▶ [Stored items]

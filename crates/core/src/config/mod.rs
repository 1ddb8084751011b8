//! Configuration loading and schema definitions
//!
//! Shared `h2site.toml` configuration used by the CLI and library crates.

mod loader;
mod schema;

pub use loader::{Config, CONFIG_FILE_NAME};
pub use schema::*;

--

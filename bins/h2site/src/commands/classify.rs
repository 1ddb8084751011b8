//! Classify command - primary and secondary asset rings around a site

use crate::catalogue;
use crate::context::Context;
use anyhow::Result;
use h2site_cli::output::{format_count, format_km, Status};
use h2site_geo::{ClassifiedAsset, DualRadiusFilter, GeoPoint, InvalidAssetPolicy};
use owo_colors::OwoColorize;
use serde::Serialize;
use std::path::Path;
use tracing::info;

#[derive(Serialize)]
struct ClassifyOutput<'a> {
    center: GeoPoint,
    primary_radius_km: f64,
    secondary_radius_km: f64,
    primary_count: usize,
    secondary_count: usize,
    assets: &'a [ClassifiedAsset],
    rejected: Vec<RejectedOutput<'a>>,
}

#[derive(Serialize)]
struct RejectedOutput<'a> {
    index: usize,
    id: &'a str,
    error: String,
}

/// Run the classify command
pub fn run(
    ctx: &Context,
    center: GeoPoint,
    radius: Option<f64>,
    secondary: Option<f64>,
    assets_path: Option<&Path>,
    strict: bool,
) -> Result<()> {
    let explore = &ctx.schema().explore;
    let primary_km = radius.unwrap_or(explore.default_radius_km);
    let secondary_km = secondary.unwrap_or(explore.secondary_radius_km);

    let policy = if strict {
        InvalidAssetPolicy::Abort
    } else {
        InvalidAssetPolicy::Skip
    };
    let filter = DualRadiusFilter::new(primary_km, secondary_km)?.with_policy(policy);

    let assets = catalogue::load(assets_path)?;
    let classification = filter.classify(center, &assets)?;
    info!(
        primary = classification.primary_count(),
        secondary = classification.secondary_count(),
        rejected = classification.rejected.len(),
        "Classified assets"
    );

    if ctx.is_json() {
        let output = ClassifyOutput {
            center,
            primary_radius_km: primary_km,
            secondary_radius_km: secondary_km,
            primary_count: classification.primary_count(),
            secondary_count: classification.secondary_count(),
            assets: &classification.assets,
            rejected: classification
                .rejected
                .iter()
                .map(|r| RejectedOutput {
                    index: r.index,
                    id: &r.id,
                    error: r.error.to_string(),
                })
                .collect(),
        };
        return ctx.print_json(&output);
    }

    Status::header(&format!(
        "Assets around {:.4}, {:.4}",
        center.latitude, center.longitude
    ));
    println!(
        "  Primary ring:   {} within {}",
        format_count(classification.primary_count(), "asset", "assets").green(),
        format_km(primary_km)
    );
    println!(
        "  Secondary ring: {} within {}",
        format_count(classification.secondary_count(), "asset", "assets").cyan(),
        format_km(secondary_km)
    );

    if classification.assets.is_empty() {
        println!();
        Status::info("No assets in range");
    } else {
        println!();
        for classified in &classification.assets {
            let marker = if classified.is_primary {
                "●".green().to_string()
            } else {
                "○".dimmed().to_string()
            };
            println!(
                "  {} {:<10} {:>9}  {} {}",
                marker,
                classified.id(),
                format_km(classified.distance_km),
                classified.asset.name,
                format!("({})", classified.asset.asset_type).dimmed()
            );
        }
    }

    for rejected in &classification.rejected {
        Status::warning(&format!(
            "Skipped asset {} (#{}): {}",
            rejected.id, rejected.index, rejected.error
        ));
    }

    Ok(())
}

▶ [PROBLEM REQUIREMENTS]
Scan the records for the word "filename" and copy every line where it is found.

▶ [EXERCISE ANSWER]
filename crates/core/src/config/mod.rs
filename bins/h2site/src/commands/classify.rs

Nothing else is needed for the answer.